É possível distinguir duas tendências fundamentais em relação ao grupo:

uma de admiração e aceitação, outra de desprezo e recusa. Quase todos os seres humanos apresentam essas tendências fundamentais. A participação no grupo conhecido provoca segurança e bem-estar, pois supõe entender que as pessoas que falam o mesmo idioma acabam por ter um passado em comum.

Por outro lado, o estrangeiro provoca desconfiança e medo, apesar do sonho do país distante ser frequente (LEITE, 1976).

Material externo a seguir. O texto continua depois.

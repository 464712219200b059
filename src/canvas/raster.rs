use crate::canvas::contract::Canvas;
use crate::canvas::geometry::{
    PaintMode, circle_path, line_path, polygon_path, polyline_path, rect_path,
};
use crate::canvas::observer::FrameObserver;
use crate::canvas::params::{Circle, Line, Polygon, Polyline, Rect, Refresh};
use crate::foundation::core::{Color, FrameRGBA};
use crate::foundation::error::{VisionError, VisionResult};

/// Default upper bound on `width * height` of a single frame (8192 x 8192).
pub const DEFAULT_MAX_PIXELS: u64 = 8192 * 8192;

/// Construction options for [`RasterCanvas`].
#[derive(Debug, Clone, Copy, PartialEq)]
pub struct RasterCanvasOpts {
    /// Initial frame width in pixels.
    pub width: u32,
    /// Initial frame height in pixels.
    pub height: u32,
    /// Background used by refreshes that carry no color.
    pub background: Color,
    /// Largest frame, in pixels, a refresh may allocate.
    pub max_pixels: u64,
}

impl Default for RasterCanvasOpts {
    fn default() -> Self {
        Self {
            width: 1920,
            height: 1080,
            background: Color::BACKGROUND,
            max_pixels: DEFAULT_MAX_PIXELS,
        }
    }
}

struct Frame {
    width: u16,
    height: u16,
    ctx: vello_cpu::RenderContext,
    pixmap: vello_cpu::Pixmap,
    dirty: bool,
}

/// CPU raster canvas powered by `vello_cpu`.
///
/// Draw calls are recorded into the frame's render context and rasterized lazily on
/// [`Canvas::snapshot`] or when the frame is handed to an observer.
pub struct RasterCanvas {
    width: u32,
    height: u32,
    background: Color,
    max_pixels: u64,
    frame: Option<Frame>,
    frame_count: u64,
    observer: Option<Box<dyn FrameObserver>>,
}

impl std::fmt::Debug for RasterCanvas {
    fn fmt(&self, f: &mut std::fmt::Formatter<'_>) -> std::fmt::Result {
        f.debug_struct("RasterCanvas")
            .field("width", &self.width)
            .field("height", &self.height)
            .field("background", &self.background)
            .field("max_pixels", &self.max_pixels)
            .field("initialized", &self.frame.is_some())
            .field("frame_count", &self.frame_count)
            .field("observer", &self.observer.is_some())
            .finish()
    }
}

impl RasterCanvas {
    /// Create an uninitialized canvas; the first [`Canvas::refresh`] allocates the frame buffer.
    pub fn new(opts: RasterCanvasOpts) -> Self {
        Self {
            width: opts.width,
            height: opts.height,
            background: opts.background,
            max_pixels: opts.max_pixels,
            frame: None,
            frame_count: 0,
            observer: None,
        }
    }

    /// Attach an observer that receives each outgoing frame.
    pub fn with_observer(mut self, observer: impl FrameObserver + 'static) -> Self {
        self.observer = Some(Box::new(observer));
        self
    }

    /// Current canvas width in pixels.
    pub fn width(&self) -> u32 {
        self.width
    }

    /// Current canvas height in pixels.
    pub fn height(&self) -> u32 {
        self.height
    }

    /// Integer center of the canvas.
    pub fn center(&self) -> (u32, u32) {
        (self.width / 2, self.height / 2)
    }

    /// Background used by refreshes that carry no color.
    pub fn background(&self) -> Color {
        self.background
    }

    /// Largest frame, in pixels, a refresh may allocate.
    pub fn max_pixels(&self) -> u64 {
        self.max_pixels
    }

    /// Whether a frame buffer exists.
    pub fn is_initialized(&self) -> bool {
        self.frame.is_some()
    }

    /// Hand the current frame to the observer without replacing it.
    ///
    /// Does nothing when no observer is attached.
    pub fn export_current(&mut self) -> VisionResult<()> {
        if self.observer.is_none() {
            return Ok(());
        }
        let frame = self.rasterize("export")?;
        if let Some(observer) = self.observer.as_mut() {
            observer.frame_complete(self.frame_count, &frame)?;
        }
        Ok(())
    }

    fn rasterize(&mut self, operation: &'static str) -> VisionResult<FrameRGBA> {
        let frame = self
            .frame
            .as_mut()
            .ok_or(VisionError::UninitializedCanvas { operation })?;
        if frame.dirty {
            frame.ctx.flush();
            frame.ctx.render_to_pixmap(&mut frame.pixmap);
            frame.dirty = false;
        }
        Ok(FrameRGBA {
            width: u32::from(frame.width),
            height: u32::from(frame.height),
            data: frame.pixmap.data_as_u8_slice().to_vec(),
            premultiplied: true,
        })
    }

    fn draw(
        &mut self,
        operation: &'static str,
        color: Color,
        lower: impl FnOnce() -> VisionResult<(kurbo::BezPath, PaintMode)>,
    ) -> VisionResult<()> {
        let frame = self
            .frame
            .as_mut()
            .ok_or(VisionError::UninitializedCanvas { operation })?;
        let (path, mode) = lower()?;

        let ctx = &mut frame.ctx;
        ctx.set_transform(vello_cpu::kurbo::Affine::IDENTITY);
        ctx.set_paint(paint_for(color));
        let cpu_path = bezpath_to_cpu(&path);
        match mode {
            PaintMode::Fill => ctx.fill_path(&cpu_path),
            PaintMode::Stroke { width } => {
                ctx.set_stroke(
                    vello_cpu::kurbo::Stroke::new(width)
                        .with_caps(vello_cpu::kurbo::Cap::Round)
                        .with_join(vello_cpu::kurbo::Join::Round),
                );
                ctx.stroke_path(&cpu_path);
            }
        }
        frame.dirty = true;
        Ok(())
    }
}

impl Canvas for RasterCanvas {
    fn refresh(&mut self, params: &Refresh) -> VisionResult<()> {
        let width = params.width.unwrap_or(self.width);
        let height = params.height.unwrap_or(self.height);
        let (w16, h16) = frame_dims(width, height, self.max_pixels)?;
        let color = params.color.unwrap_or(self.background);

        // Export-before-overwrite: the outgoing frame is observed while it still exists.
        if self.observer.is_some() && self.frame.is_some() {
            let outgoing = self.rasterize("refresh")?;
            if let Some(observer) = self.observer.as_mut() {
                observer.frame_complete(self.frame_count, &outgoing)?;
            }
        }

        let (mut ctx, pixmap) = match self.frame.take() {
            Some(old) if old.width == w16 && old.height == h16 => {
                let mut ctx = old.ctx;
                ctx.reset();
                (ctx, old.pixmap)
            }
            _ => (
                vello_cpu::RenderContext::new(w16, h16),
                vello_cpu::Pixmap::new(w16, h16),
            ),
        };
        ctx.set_transform(vello_cpu::kurbo::Affine::IDENTITY);
        ctx.set_paint(paint_for(color));
        ctx.fill_rect(&vello_cpu::kurbo::Rect::new(
            0.0,
            0.0,
            f64::from(w16),
            f64::from(h16),
        ));
        self.frame = Some(Frame {
            width: w16,
            height: h16,
            ctx,
            pixmap,
            dirty: true,
        });
        self.width = width;
        self.height = height;
        self.frame_count += 1;
        tracing::info!(frame = self.frame_count, width, height, "refresh");
        Ok(())
    }

    fn line(&mut self, params: &Line) -> VisionResult<()> {
        self.draw("line", params.color, || line_path(params))
    }

    fn circle(&mut self, params: &Circle) -> VisionResult<()> {
        self.draw("circle", params.color, || circle_path(params))
    }

    fn rect(&mut self, params: &Rect) -> VisionResult<()> {
        self.draw("rect", params.color, || rect_path(params))
    }

    fn polyline(&mut self, params: &Polyline) -> VisionResult<()> {
        self.draw("polyline", params.color, || polyline_path(params))
    }

    fn polygon(&mut self, params: &Polygon) -> VisionResult<()> {
        self.draw("polygon", params.color, || polygon_path(params))
    }

    fn frame_count(&self) -> u64 {
        self.frame_count
    }

    fn snapshot(&mut self) -> VisionResult<FrameRGBA> {
        self.rasterize("snapshot")
    }
}

// Runs before the observer or any allocation, so a rejected refresh leaves the canvas untouched.
fn frame_dims(width: u32, height: u32, max_pixels: u64) -> VisionResult<(u16, u16)> {
    let w: u16 = width
        .try_into()
        .map_err(|_| VisionError::backend(format!("canvas width {width} exceeds u16")))?;
    let h: u16 = height
        .try_into()
        .map_err(|_| VisionError::backend(format!("canvas height {height} exceeds u16")))?;
    if w == 0 || h == 0 {
        return Err(VisionError::backend(format!(
            "canvas dimensions must be non-zero, got {width}x{height}"
        )));
    }
    let pixels = u64::from(w) * u64::from(h);
    if pixels > max_pixels {
        return Err(VisionError::backend(format!(
            "canvas {width}x{height} is {pixels} pixels, over the limit of {max_pixels}"
        )));
    }
    Ok((w, h))
}

// The only place RGB becomes a backend paint; `vello_cpu` stores RGBA so no channel swap is needed.
fn paint_for(color: Color) -> vello_cpu::peniko::Color {
    vello_cpu::peniko::Color::from_rgba8(color.r, color.g, color.b, 255)
}

fn point_to_cpu(p: kurbo::Point) -> vello_cpu::kurbo::Point {
    vello_cpu::kurbo::Point::new(p.x, p.y)
}

fn bezpath_to_cpu(path: &kurbo::BezPath) -> vello_cpu::kurbo::BezPath {
    use kurbo::PathEl;

    let mut out = vello_cpu::kurbo::BezPath::new();
    for &el in path.elements() {
        match el {
            PathEl::MoveTo(p) => out.move_to(point_to_cpu(p)),
            PathEl::LineTo(p) => out.line_to(point_to_cpu(p)),
            PathEl::QuadTo(p1, p2) => out.quad_to(point_to_cpu(p1), point_to_cpu(p2)),
            PathEl::CurveTo(p1, p2, p3) => {
                out.curve_to(point_to_cpu(p1), point_to_cpu(p2), point_to_cpu(p3));
            }
            PathEl::ClosePath => out.close_path(),
        }
    }
    out
}

#[cfg(test)]
#[path = "../../tests/unit/canvas/raster.rs"]
mod tests;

Essas diversas características atribuídas ao Brasil não são frutos de um olhar estrangeiro, mas também o resultado de um processo interativo de comunicação formado do contato entre colonizador e colonizado, ou também, a própria visão do brasileiro. Acredita-se também que a imprensa estrangeira acaba por destacar somente os aspectos negativos da sociedade brasileira, portanto, entende-se também que, se o olhar estrangeiro vê a nação dessa forma, é porque a própria nação se vende como tal (BIGNAMI, 2005).

Chaui (2000) mostra outro lado da moeda, outra perspectiva do Brasil.

Afinal, o significado da bandeira brasileira é ensinado desde os tempos de colégio. Segundo Chaui (2000, p.5):

50 (...) o retângulo verde simboliza nossas matas e riquezas florestais, o losango amarelo simboliza nosso ouro e nossas riquezas minerais, o círculo azul estrelado simboliza nosso céu, onde brilha o Cruzeiro do Sul, indicando que nascemos abençoados por Deus, e a faixa branca simboliza o que somos:

um povo ordeiro em progresso.

É nas terras brasileiras que se encontra o maior rio do mundo, os mares mais verdes e a maior floresta tropical do planeta. O Brasil desconhece catástrofes naturais, como furacões, vulcões, desertos e terremotos. E quem disse que da mestiçagem não nasceu o samba, no qual se exprimem a energia índia, o ritmo negro e a melancolia portuguesa? A famosa ginga brasileira, marca dos campeões mundiais de futebol, pode muito bem ter nascido da mestiçagem (Chaui, 2000).